Records from a collection
►
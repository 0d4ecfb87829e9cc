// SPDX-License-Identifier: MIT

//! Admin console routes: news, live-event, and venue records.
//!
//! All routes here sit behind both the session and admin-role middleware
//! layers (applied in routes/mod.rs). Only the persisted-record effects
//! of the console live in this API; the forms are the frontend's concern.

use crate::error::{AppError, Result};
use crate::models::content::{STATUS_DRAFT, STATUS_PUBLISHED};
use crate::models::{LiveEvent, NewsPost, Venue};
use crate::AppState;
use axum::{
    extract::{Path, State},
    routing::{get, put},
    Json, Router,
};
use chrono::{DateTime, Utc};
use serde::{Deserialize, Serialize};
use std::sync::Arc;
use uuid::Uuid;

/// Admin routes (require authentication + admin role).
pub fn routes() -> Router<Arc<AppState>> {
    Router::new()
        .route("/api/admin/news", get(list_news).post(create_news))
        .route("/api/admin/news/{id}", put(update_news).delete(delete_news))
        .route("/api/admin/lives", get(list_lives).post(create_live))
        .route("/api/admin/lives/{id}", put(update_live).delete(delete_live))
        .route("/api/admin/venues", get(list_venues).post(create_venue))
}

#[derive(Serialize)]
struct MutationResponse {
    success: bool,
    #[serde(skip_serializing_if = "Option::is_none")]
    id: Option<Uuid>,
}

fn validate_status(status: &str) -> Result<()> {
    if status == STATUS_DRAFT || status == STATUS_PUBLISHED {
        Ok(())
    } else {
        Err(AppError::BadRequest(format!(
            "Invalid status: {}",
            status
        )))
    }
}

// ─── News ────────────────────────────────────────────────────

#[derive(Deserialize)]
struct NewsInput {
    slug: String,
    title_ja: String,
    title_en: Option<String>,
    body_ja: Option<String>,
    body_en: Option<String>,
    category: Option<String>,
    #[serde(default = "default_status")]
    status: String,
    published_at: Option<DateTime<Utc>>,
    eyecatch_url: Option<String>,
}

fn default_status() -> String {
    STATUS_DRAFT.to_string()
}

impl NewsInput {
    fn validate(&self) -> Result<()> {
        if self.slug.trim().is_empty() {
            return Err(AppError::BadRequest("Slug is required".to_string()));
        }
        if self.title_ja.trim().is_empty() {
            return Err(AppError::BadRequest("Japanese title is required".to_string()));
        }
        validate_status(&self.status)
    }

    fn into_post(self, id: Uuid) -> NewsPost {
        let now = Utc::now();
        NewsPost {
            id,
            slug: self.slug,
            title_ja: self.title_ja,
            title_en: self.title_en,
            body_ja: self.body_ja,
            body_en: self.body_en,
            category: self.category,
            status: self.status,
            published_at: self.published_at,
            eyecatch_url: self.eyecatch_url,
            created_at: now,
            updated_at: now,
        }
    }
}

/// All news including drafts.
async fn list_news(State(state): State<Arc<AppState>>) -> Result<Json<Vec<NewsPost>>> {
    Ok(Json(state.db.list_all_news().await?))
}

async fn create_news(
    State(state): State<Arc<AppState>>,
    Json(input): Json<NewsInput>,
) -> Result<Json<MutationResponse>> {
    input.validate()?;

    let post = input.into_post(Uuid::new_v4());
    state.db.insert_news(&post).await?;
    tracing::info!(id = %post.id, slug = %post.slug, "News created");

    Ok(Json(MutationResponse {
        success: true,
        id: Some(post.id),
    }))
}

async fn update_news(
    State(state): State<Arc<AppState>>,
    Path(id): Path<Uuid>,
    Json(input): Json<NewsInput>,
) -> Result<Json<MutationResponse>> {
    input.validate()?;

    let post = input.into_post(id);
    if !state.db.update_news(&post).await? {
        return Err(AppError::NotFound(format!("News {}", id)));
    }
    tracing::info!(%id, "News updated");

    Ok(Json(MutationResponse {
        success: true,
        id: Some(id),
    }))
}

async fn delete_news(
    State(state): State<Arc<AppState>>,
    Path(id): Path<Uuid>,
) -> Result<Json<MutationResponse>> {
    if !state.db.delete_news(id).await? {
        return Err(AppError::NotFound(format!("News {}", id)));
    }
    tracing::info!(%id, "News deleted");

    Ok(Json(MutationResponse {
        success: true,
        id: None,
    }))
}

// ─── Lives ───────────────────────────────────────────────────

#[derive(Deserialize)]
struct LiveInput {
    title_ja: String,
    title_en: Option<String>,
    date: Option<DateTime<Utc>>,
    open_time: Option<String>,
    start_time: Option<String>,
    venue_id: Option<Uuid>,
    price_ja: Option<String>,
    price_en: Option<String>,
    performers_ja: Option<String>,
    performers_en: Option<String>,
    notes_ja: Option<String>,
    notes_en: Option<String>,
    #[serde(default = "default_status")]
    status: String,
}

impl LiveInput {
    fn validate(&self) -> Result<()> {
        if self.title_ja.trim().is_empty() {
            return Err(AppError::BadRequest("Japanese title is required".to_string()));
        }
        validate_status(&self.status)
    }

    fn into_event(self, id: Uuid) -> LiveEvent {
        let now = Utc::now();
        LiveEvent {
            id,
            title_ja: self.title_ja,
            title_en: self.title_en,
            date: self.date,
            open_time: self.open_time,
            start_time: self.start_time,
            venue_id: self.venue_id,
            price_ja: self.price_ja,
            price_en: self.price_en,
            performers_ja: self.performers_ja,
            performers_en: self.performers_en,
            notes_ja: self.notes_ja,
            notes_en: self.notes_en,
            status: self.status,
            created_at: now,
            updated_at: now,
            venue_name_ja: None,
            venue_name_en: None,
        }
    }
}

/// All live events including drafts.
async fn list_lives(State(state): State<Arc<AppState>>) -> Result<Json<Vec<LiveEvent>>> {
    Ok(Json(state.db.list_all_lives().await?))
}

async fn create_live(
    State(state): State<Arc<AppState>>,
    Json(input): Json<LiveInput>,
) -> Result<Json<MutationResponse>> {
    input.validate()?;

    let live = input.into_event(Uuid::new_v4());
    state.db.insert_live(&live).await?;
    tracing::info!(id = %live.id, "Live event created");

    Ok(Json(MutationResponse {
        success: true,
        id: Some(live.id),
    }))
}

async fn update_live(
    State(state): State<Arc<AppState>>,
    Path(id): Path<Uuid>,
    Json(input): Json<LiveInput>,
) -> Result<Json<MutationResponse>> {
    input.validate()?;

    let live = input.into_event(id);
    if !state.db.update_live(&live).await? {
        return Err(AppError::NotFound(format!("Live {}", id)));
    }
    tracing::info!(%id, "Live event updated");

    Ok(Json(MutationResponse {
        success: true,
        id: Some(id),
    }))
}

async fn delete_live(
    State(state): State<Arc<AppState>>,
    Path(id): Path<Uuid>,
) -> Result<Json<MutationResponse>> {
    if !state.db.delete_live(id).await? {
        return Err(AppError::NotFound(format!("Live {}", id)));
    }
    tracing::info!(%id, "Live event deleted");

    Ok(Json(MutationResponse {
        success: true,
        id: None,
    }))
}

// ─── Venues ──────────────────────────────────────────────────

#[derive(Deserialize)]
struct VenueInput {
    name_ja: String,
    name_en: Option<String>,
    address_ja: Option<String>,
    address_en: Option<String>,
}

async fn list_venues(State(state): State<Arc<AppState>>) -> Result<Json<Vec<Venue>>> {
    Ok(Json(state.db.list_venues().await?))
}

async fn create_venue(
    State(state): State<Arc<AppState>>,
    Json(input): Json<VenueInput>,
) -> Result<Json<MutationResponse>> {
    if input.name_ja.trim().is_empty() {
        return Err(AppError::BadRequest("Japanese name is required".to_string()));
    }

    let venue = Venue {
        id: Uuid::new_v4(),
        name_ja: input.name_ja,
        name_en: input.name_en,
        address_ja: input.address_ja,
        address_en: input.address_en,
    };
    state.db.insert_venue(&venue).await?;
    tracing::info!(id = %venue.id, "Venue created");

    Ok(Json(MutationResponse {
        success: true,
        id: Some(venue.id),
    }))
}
◄
►
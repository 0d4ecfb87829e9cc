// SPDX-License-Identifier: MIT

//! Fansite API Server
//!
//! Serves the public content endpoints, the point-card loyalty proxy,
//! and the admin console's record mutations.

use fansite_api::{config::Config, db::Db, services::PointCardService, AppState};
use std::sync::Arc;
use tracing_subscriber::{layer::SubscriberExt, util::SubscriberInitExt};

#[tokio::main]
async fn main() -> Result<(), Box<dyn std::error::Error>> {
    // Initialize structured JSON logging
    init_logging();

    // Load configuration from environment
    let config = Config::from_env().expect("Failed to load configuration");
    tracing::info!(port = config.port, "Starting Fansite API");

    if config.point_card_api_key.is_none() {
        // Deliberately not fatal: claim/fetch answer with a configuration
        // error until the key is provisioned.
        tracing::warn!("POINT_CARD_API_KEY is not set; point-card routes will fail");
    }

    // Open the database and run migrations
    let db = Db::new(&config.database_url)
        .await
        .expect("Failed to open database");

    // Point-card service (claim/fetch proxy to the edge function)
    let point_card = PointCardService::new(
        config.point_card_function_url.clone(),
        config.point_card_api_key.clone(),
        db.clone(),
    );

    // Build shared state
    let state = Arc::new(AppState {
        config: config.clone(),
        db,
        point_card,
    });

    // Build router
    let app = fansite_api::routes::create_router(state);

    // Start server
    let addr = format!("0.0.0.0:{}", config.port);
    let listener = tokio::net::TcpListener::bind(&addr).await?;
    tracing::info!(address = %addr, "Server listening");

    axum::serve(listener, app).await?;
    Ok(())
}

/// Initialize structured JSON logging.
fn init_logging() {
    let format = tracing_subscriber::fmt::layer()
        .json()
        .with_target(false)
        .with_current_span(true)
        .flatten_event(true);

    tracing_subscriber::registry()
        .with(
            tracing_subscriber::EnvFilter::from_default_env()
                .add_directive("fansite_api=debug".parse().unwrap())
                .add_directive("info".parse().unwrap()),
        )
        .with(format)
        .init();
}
◄
#### WHAT IS EXPECTED
In the entries above, find each line with "fetch" and copy it.

#### WRITTEN SOLUTION
        // Deliberately not fatal: claim/fetch answer with a configuration
    // Point-card service (claim/fetch proxy to the edge function)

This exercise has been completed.